═══ PROVIDED ENTRIES ═══

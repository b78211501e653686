//! Route definitions for the `/party` resource.
//!
//! Also nests gift and guest routes under `/party/{party_id}/...`.

use axum::routing::{get, post};
use axum::Router;

use crate::handlers::party;
use crate::routes::{gift, guest};
use crate::state::AppState;

/// Routes mounted at `/party`.
///
/// ```text
/// GET    /new                          -> new_form
/// POST   /new                          -> create (302 to /party/{id})
/// POST   /new/validate_date            -> validate_date
/// POST   /new/validate_invitation      -> validate_invitation
/// GET    /{party_id}                   -> detail
///
/// /{party_id}/gifts/...                -> see routes::gift
/// /{party_id}/guests/...               -> see routes::guest
/// ```
pub fn router() -> Router<AppState> {
    Router::new()
        .route("/new", get(party::new_form).post(party::create))
        .route("/new/validate_date", post(party::validate_date))
        .route("/new/validate_invitation", post(party::validate_invitation))
        .route("/{party_id}", get(party::detail))
        .nest("/{party_id}/gifts", gift::router())
        .nest("/{party_id}/guests", guest::router())
}
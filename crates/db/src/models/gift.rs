//! Gift entity model and DTOs.

use party_core::gift::{validate_link, validate_price};
use party_core::types::{DbId, Timestamp};
use rust_decimal::Decimal;
use serde::{Deserialize, Serialize};
use sqlx::FromRow;
use validator::Validate;

use crate::models::form::empty_string_as_none;

/// A gift row from the `gifts` table.
#[derive(Debug, Clone, PartialEq, FromRow, Serialize)]
pub struct Gift {
    pub id: DbId,
    pub gift_name: String,
    pub price: Decimal,
    pub link: Option<String>,
    pub party_id: DbId,
    pub created_at: Timestamp,
    pub updated_at: Timestamp,
}

/// DTO for adding a gift to a party's registry. The party comes from the URL.
#[derive(Debug, Clone, Deserialize, Validate)]
pub struct CreateGift {
    #[validate(length(min = 1, max = 100, message = "Gift name must be 1-100 characters"))]
    pub gift_name: String,
    #[validate(custom(function = "validate_price"))]
    pub price: Decimal,
    #[serde(default, deserialize_with = "empty_string_as_none")]
    #[validate(url(message = "Link must be a valid URL"), custom(function = "validate_link"))]
    pub link: Option<String>,
}

/// DTO for the gift edit form. Every field is replaced; a blank link clears it.
#[derive(Debug, Clone, Deserialize, Validate)]
pub struct UpdateGift {
    #[validate(length(min = 1, max = 100, message = "Gift name must be 1-100 characters"))]
    pub gift_name: String,
    #[validate(custom(function = "validate_price"))]
    pub price: Decimal,
    #[serde(default, deserialize_with = "empty_string_as_none")]
    #[validate(url(message = "Link must be a valid URL"), custom(function = "validate_link"))]
    pub link: Option<String>,
}
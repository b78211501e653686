//! Handlers for the `/party/{party_id}/gifts` resource.
//!
//! Every mutation re-reads the owning party so the returned fragment can
//! show it. Gifts are addressed by their own id; the party in the path is
//! only used for display.

use axum::extract::{Path, State};
use axum::http::StatusCode;
use axum::response::Html;
use party_core::error::CoreError;
use party_core::types::DbId;
use party_db::models::gift::{CreateGift, UpdateGift};
use party_db::repositories::{GiftRepo, PartyRepo};
use validator::Validate;

use crate::error::{AppError, AppResult};
use crate::extract::AppForm;
use crate::state::AppState;
use crate::views;

fn gift_not_found(id: DbId) -> AppError {
    AppError::Core(CoreError::NotFound {
        entity: "Gift",
        id,
    })
}

// ---------------------------------------------------------------------------
// GET /party/{party_id}/gifts
// ---------------------------------------------------------------------------

/// Registry page. An unknown party renders an empty registry.
pub async fn registry_page(
    State(state): State<AppState>,
    Path(party_id): Path<DbId>,
) -> AppResult<Html<String>> {
    let party = PartyRepo::find_by_id(&state.pool, party_id).await?;
    let gifts = GiftRepo::list_by_party(&state.pool, party_id).await?;
    tracing::debug!(%party_id, count = gifts.len(), "Listed gifts");
    Ok(Html(views::gift::gift_registry_page(
        party_id,
        party.as_ref(),
        &gifts,
    )))
}

// ---------------------------------------------------------------------------
// POST /party/{party_id}/gifts
// ---------------------------------------------------------------------------

pub async fn create(
    State(state): State<AppState>,
    Path(party_id): Path<DbId>,
    AppForm(input): AppForm<CreateGift>,
) -> AppResult<(StatusCode, Html<String>)> {
    input.validate()?;

    let gift = GiftRepo::create(&state.pool, party_id, &input).await?;
    tracing::info!(id = %gift.id, %party_id, name = %gift.gift_name, "Gift created");

    let party = PartyRepo::find_by_id(&state.pool, party_id).await?;
    Ok((
        StatusCode::CREATED,
        Html(views::gift::gift_detail_partial(party.as_ref(), &gift)),
    ))
}

// ---------------------------------------------------------------------------
// GET /party/{party_id}/gifts/{gift_id}
// ---------------------------------------------------------------------------

pub async fn detail(
    State(state): State<AppState>,
    Path((party_id, gift_id)): Path<(DbId, DbId)>,
) -> AppResult<Html<String>> {
    let gift = GiftRepo::find_by_id(&state.pool, gift_id)
        .await?
        .ok_or_else(|| gift_not_found(gift_id))?;
    let party = PartyRepo::find_by_id(&state.pool, party_id).await?;
    Ok(Html(views::gift::gift_detail_partial(party.as_ref(), &gift)))
}

// ---------------------------------------------------------------------------
// GET /party/{party_id}/gifts/{gift_id}/edit
// ---------------------------------------------------------------------------

pub async fn edit_form(
    State(state): State<AppState>,
    Path((party_id, gift_id)): Path<(DbId, DbId)>,
) -> AppResult<Html<String>> {
    let gift = GiftRepo::find_by_id(&state.pool, gift_id)
        .await?
        .ok_or_else(|| gift_not_found(gift_id))?;
    Ok(Html(views::gift::gift_update_partial(party_id, &gift)))
}

// ---------------------------------------------------------------------------
// PUT /party/{party_id}/gifts/{gift_id}/edit
// ---------------------------------------------------------------------------

pub async fn update(
    State(state): State<AppState>,
    Path((party_id, gift_id)): Path<(DbId, DbId)>,
    AppForm(input): AppForm<UpdateGift>,
) -> AppResult<Html<String>> {
    input.validate()?;

    let gift = GiftRepo::update(&state.pool, gift_id, &input)
        .await?
        .ok_or_else(|| gift_not_found(gift_id))?;
    tracing::info!(id = %gift.id, name = %gift.gift_name, price = %gift.price, "Gift updated");

    let party = PartyRepo::find_by_id(&state.pool, party_id).await?;
    Ok(Html(views::gift::gift_detail_partial(party.as_ref(), &gift)))
}

// ---------------------------------------------------------------------------
// DELETE /party/{party_id}/gifts/{gift_id}/delete
// ---------------------------------------------------------------------------

pub async fn delete(
    State(state): State<AppState>,
    Path((_party_id, gift_id)): Path<(DbId, DbId)>,
) -> AppResult<Html<String>> {
    let gift = GiftRepo::delete(&state.pool, gift_id)
        .await?
        .ok_or_else(|| gift_not_found(gift_id))?;
    tracing::info!(id = %gift.id, party_id = %gift.party_id, "Gift removed");
    Ok(Html(views::gift::gift_removed_partial(&gift)))
}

═══

WHAT YOU NEED TO DO:
In the data above, count the lines where the word "extract" appears; reply with the number only.

ANSWER TO THIS EXERCISE:
2